Scrapy_redis is a redis-based scrapy component that can be used to quickly implement simple distributed crawler programs. This component provides three main functions:
(1) dupefilter -- URL deduplication rule (used by the Scheduler)
(2) sched -- Scheduler
(3) pipeline-Data Persistence
1. Install redis
Go to the official website to download redis and install it on your computer
Ii. Install the scrapy_redis component
Open the terminal and enter Pip install scrapy-redis (OS/Linux)

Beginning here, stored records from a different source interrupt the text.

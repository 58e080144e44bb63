//! HubSpot CRM client.
//!
//! Implements [`CrmApi`] over the HubSpot REST API with a private-app
//! bearer token:
//!
//! | Operation | Endpoint |
//! |-----------|----------|
//! | contact search | `POST /crm/v3/objects/contacts/search` |
//! | call search | `POST /crm/v3/objects/calls/search` |
//! | contact read | `GET /crm/v3/objects/contacts/{id}?associations=companies` |
//! | company read | `GET /crm/v3/objects/companies/{id}` |
//! | call create / patch | `POST /crm/v3/objects/calls`, `PATCH .../calls/{id}` |
//! | typed batch | `POST /crm/v4/associations/{from}/{to}/batch/create` |
//! | default batch | `POST /crm/v4/associations/{from}/{to}/batch/associate/default` |
//! | single default | `PUT /crm/v4/objects/{from}/{id}/associations/default/{to}/{id}` |
//!
//! Non-2xx answers become [`CrmError::Api`] carrying the response body. A
//! 404 on an object read is `Ok(None)`.

use std::collections::HashSet;
use std::time::Duration;

use anyhow::Result;
use async_trait::async_trait;
use reqwest::{Client, RequestBuilder, StatusCode};
use serde::de::DeserializeOwned;
use serde::{Deserialize, Serialize};
use serde_json::{json, Value};
use tracing::{debug, instrument};

use cdr_sync_core::crm::{
    CrmApi, CrmError, CrmResult, DefaultAssociationInput, LinkResult, LinkStatus,
    TypedAssociationInput,
};
use cdr_sync_core::models::{CallObject, CallProperties, Company, Contact, ObjectType};

use crate::config::HubspotConfig;

const CONTACT_PROPERTIES: &[&str] = &["firstname", "lastname", "phone", "mobilephone", "company"];

#[derive(Debug, Serialize)]
struct SearchRequest {
    #[serde(rename = "filterGroups")]
    filter_groups: Vec<FilterGroup>,
    properties: Vec<String>,
    limit: u32,
}

#[derive(Debug, Serialize)]
struct FilterGroup {
    filters: Vec<Filter>,
}

#[derive(Debug, Serialize)]
struct Filter {
    #[serde(rename = "propertyName")]
    property_name: String,
    operator: String,
    value: String,
}

impl Filter {
    fn contains_token(property: &str, value: &str) -> Self {
        Self {
            property_name: property.to_string(),
            operator: "CONTAINS_TOKEN".to_string(),
            value: value.to_string(),
        }
    }
}

#[derive(Debug, Deserialize)]
struct SearchResponse {
    #[serde(default)]
    results: Vec<HubspotObject>,
}

#[derive(Debug, Deserialize, Clone)]
struct HubspotObject {
    id: String,
    #[serde(default)]
    properties: Value,
    #[serde(default)]
    associations: Value,
}

#[derive(Debug, Deserialize)]
struct CreatedObject {
    id: String,
}

#[derive(Serialize)]
struct BatchInputs<'a, T> {
    inputs: &'a [T],
}

#[derive(Clone)]
pub struct HubSpotClient {
    client: Client,
    base_url: String,
    token: String,
}

impl HubSpotClient {
    pub fn new(base_url: impl Into<String>, token: impl Into<String>, timeout: Duration) -> Result<Self> {
        let client = Client::builder().timeout(timeout).build()?;
        Ok(Self {
            client,
            base_url: base_url.into().trim_end_matches('/').to_string(),
            token: token.into(),
        })
    }

    pub fn from_config(config: &HubspotConfig) -> Result<Self> {
        Self::new(
            &config.base_url,
            config.access_token()?,
            Duration::from_secs(config.timeout_secs),
        )
    }

    fn url(&self, path: &str) -> String {
        format!("{}{}", self.base_url, path)
    }

    async fn send(&self, req: RequestBuilder) -> CrmResult<reqwest::Response> {
        let response = req
            .bearer_auth(&self.token)
            .send()
            .await
            .map_err(|e| CrmError::Transport(e.to_string()))?;

        let status = response.status();
        if status.is_success() {
            return Ok(response);
        }
        let body = response.text().await.unwrap_or_default();
        Err(CrmError::Api {
            status: status.as_u16(),
            body,
        })
    }

    async fn send_json<T: DeserializeOwned>(&self, req: RequestBuilder) -> CrmResult<T> {
        self.send(req)
            .await?
            .json::<T>()
            .await
            .map_err(|e| CrmError::Decode(e.to_string()))
    }

    async fn get_object(&self, path: &str, query: &[(&str, &str)]) -> CrmResult<Option<HubspotObject>> {
        match self.send_json(self.client.get(self.url(path)).query(query)).await {
            Ok(obj) => Ok(Some(obj)),
            Err(CrmError::Api { status, .. }) if status == StatusCode::NOT_FOUND.as_u16() => Ok(None),
            Err(e) => Err(e),
        }
    }

    async fn search(&self, object: &str, request: &SearchRequest) -> CrmResult<Vec<HubspotObject>> {
        let url = self.url(&format!("/crm/v3/objects/{}/search", object));
        let response: SearchResponse = self.send_json(self.client.post(url).json(request)).await?;
        Ok(response.results)
    }

    async fn batch_associate<T: Serialize + Sync>(
        &self,
        path: String,
        inputs: &[T],
        pairs: Vec<(String, String)>,
    ) -> CrmResult<Vec<LinkResult>> {
        let body: Value = self
            .send_json(self.client.post(self.url(&path)).json(&BatchInputs { inputs }))
            .await?;
        parse_link_results(&body, &pairs)
    }
}

#[async_trait]
impl CrmApi for HubSpotClient {
    #[instrument(level = "debug", skip(self))]
    async fn search_contacts_by_phone(&self, token: &str) -> CrmResult<Option<Contact>> {
        let request = SearchRequest {
            filter_groups: vec![
                FilterGroup {
                    filters: vec![Filter::contains_token("phone", token)],
                },
                FilterGroup {
                    filters: vec![Filter::contains_token("mobilephone", token)],
                },
            ],
            properties: CONTACT_PROPERTIES.iter().map(|s| s.to_string()).collect(),
            limit: 1,
        };
        let results = self.search("contacts", &request).await?;
        Ok(results.first().map(contact_from_object))
    }

    #[instrument(level = "debug", skip(self))]
    async fn search_calls_by_body(&self, token: &str) -> CrmResult<Vec<CallObject>> {
        let request = SearchRequest {
            filter_groups: vec![FilterGroup {
                filters: vec![Filter::contains_token("hs_call_body", token)],
            }],
            properties: vec!["hs_call_body".to_string()],
            limit: 10,
        };
        let results = self.search("calls", &request).await?;
        Ok(results
            .into_iter()
            .map(|obj| CallObject {
                body: prop(&obj.properties, "hs_call_body"),
                id: obj.id,
            })
            .collect())
    }

    async fn get_contact(&self, id: &str) -> CrmResult<Option<Contact>> {
        let properties = CONTACT_PROPERTIES.join(",");
        let obj = self
            .get_object(
                &format!("/crm/v3/objects/contacts/{}", id),
                &[("associations", "companies"), ("properties", properties.as_str())],
            )
            .await?;
        Ok(obj.as_ref().map(contact_from_object))
    }

    async fn get_company(&self, id: &str) -> CrmResult<Option<Company>> {
        let obj = self
            .get_object(
                &format!("/crm/v3/objects/companies/{}", id),
                &[("properties", "name")],
            )
            .await?;
        Ok(obj.map(|o| Company {
            name: prop(&o.properties, "name"),
            id: o.id,
        }))
    }

    async fn create_call(&self, props: &CallProperties) -> CrmResult<String> {
        let body = json!({ "properties": call_properties(props) });
        let created: CreatedObject = self
            .send_json(self.client.post(self.url("/crm/v3/objects/calls")).json(&body))
            .await?;
        debug!(call_id = created.id.as_str(), "call object created");
        Ok(created.id)
    }

    async fn update_call_body(&self, call_id: &str, body: &str) -> CrmResult<()> {
        let payload = json!({ "properties": { "hs_call_body": body } });
        let url = self.url(&format!("/crm/v3/objects/calls/{}", call_id));
        self.send(self.client.patch(url).json(&payload)).await?;
        Ok(())
    }

    async fn associate_typed_batch(
        &self,
        from: ObjectType,
        to: ObjectType,
        inputs: &[TypedAssociationInput],
    ) -> CrmResult<Vec<LinkResult>> {
        let pairs = inputs
            .iter()
            .map(|i| (i.from.id.clone(), i.to.id.clone()))
            .collect();
        self.batch_associate(
            format!("/crm/v4/associations/{}/{}/batch/create", from, to),
            inputs,
            pairs,
        )
        .await
    }

    async fn associate_default_batch(
        &self,
        from: ObjectType,
        to: ObjectType,
        inputs: &[DefaultAssociationInput],
    ) -> CrmResult<Vec<LinkResult>> {
        let pairs = inputs
            .iter()
            .map(|i| (i.from.id.clone(), i.to.id.clone()))
            .collect();
        self.batch_associate(
            format!("/crm/v4/associations/{}/{}/batch/associate/default", from, to),
            inputs,
            pairs,
        )
        .await
    }

    async fn associate_default(
        &self,
        from: ObjectType,
        from_id: &str,
        to: ObjectType,
        to_id: &str,
    ) -> CrmResult<()> {
        let url = self.url(&format!(
            "/crm/v4/objects/{}/{}/associations/default/{}/{}",
            from, from_id, to, to_id
        ));
        self.send(self.client.put(url)).await?;
        Ok(())
    }
}

fn call_properties(props: &CallProperties) -> Value {
    json!({
        "hs_call_direction": props.direction.as_str(),
        "hs_call_duration": props.duration_secs.to_string(),
        "hs_call_from_number": props.from_number,
        "hs_call_to_number": props.to_number,
        "hs_call_recording_url": props.recording_url,
        "hs_call_status": props.status.as_str(),
        "hs_call_title": props.title,
        "hs_timestamp": props.timestamp_ms.to_string(),
        "hs_call_body": props.body,
    })
}

fn prop(properties: &Value, name: &str) -> Option<String> {
    properties
        .get(name)
        .and_then(Value::as_str)
        .filter(|s| !s.is_empty())
        .map(str::to_string)
}

fn contact_from_object(obj: &HubspotObject) -> Contact {
    // v3 reads key the expansion by the plural object name.
    let company_id = ["companies", "company"]
        .iter()
        .find_map(|key| obj.associations.get(*key))
        .and_then(|a| a.get("results"))
        .and_then(Value::as_array)
        .and_then(|results| results.first())
        .and_then(|r| r.get("id"))
        .and_then(id_string);

    Contact {
        id: obj.id.clone(),
        first_name: prop(&obj.properties, "firstname"),
        last_name: prop(&obj.properties, "lastname"),
        phone: prop(&obj.properties, "phone"),
        mobile_phone: prop(&obj.properties, "mobilephone"),
        company: prop(&obj.properties, "company"),
        company_id,
    }
}

fn id_string(v: &Value) -> Option<String> {
    match v {
        Value::String(s) => Some(s.clone()),
        Value::Number(n) => Some(n.to_string()),
        _ => None,
    }
}

// Batch endpoints answer with `results` for created links (either
// `fromObjectId`/`toObjectId` or `from.id`/`to.id`) and `errors` for the
// rest. A response with errors and no results counts as a failed request.
fn parse_link_results(body: &Value, requested: &[(String, String)]) -> CrmResult<Vec<LinkResult>> {
    let results = body
        .get("results")
        .and_then(Value::as_array)
        .map(Vec::as_slice)
        .unwrap_or(&[]);
    let errors = body
        .get("errors")
        .and_then(Value::as_array)
        .map(Vec::len)
        .unwrap_or(0);

    if results.is_empty() && errors > 0 {
        return Err(CrmError::Api {
            status: StatusCode::MULTI_STATUS.as_u16(),
            body: body.to_string(),
        });
    }

    let linked: HashSet<(String, String)> = results
        .iter()
        .filter_map(|r| {
            let from = r
                .get("fromObjectId")
                .or_else(|| r.get("from").and_then(|f| f.get("id")))
                .and_then(id_string)?;
            let to = r
                .get("toObjectId")
                .or_else(|| r.get("to").and_then(|t| t.get("id")))
                .and_then(id_string)?;
            Some((from, to))
        })
        .collect();

    Ok(requested
        .iter()
        .map(|(from, to)| LinkResult {
            status: if linked.contains(&(from.clone(), to.clone())) {
                LinkStatus::Success
            } else {
                LinkStatus::Error
            },
            from_id: from.clone(),
            to_id: to.clone(),
        })
        .collect())
}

By default, components are installed in site-packages in the corresponding Python folder. For example,/usr/local/lib/python3.7/Site-packages/scrapy_redis
Iii. Details about scrapy_redis Functions
(1) URL deduplication
1. Source Code/usr/local/lib/python3.7/Site-packages/scrapy_redis/dupefilter. py
Configuration Information in setting. py:
# Redis configuration redis_host = "127.0.0.1" redis_port = 6366redis_params = {} redis_encoding = "UTF-8" dupefilter_class = "bytes" dupefilter_key = "dupefilter: % (timestamp) S"
2. Rewrite dupefilter
You can customize dupefilter as needed.
Create the file dupefilter. py in the directory of spiders, and write the code:
"Override dupefilter" From writable import rfpdupefilterfrom scrapy_redis.connection import into mydupefilter (rfpdupefilter): @ classmethod def from_settings (CLS, settings): Server = setting (settings) key = "my_scrapy_2_dupfilter" # rewrite key DEBUG = settings. getbool ('dupefilter _ debug') return Cls (server, key = key, DEBUG = Debug)
Configure settings. py:
# Redis configure redis_host = "127.0.0.1" # host redis_port = 6379 # port number redis_params = {}# connection parameter redis_encoding = "UTF-8" # encoding rules # configure your own dupefilter path dupefilter_class = "bytes"
(2) Scheduler
1. breadth first and depth first
(1) Stack-back-to-first-out-breadth-first-lifoqueue (list)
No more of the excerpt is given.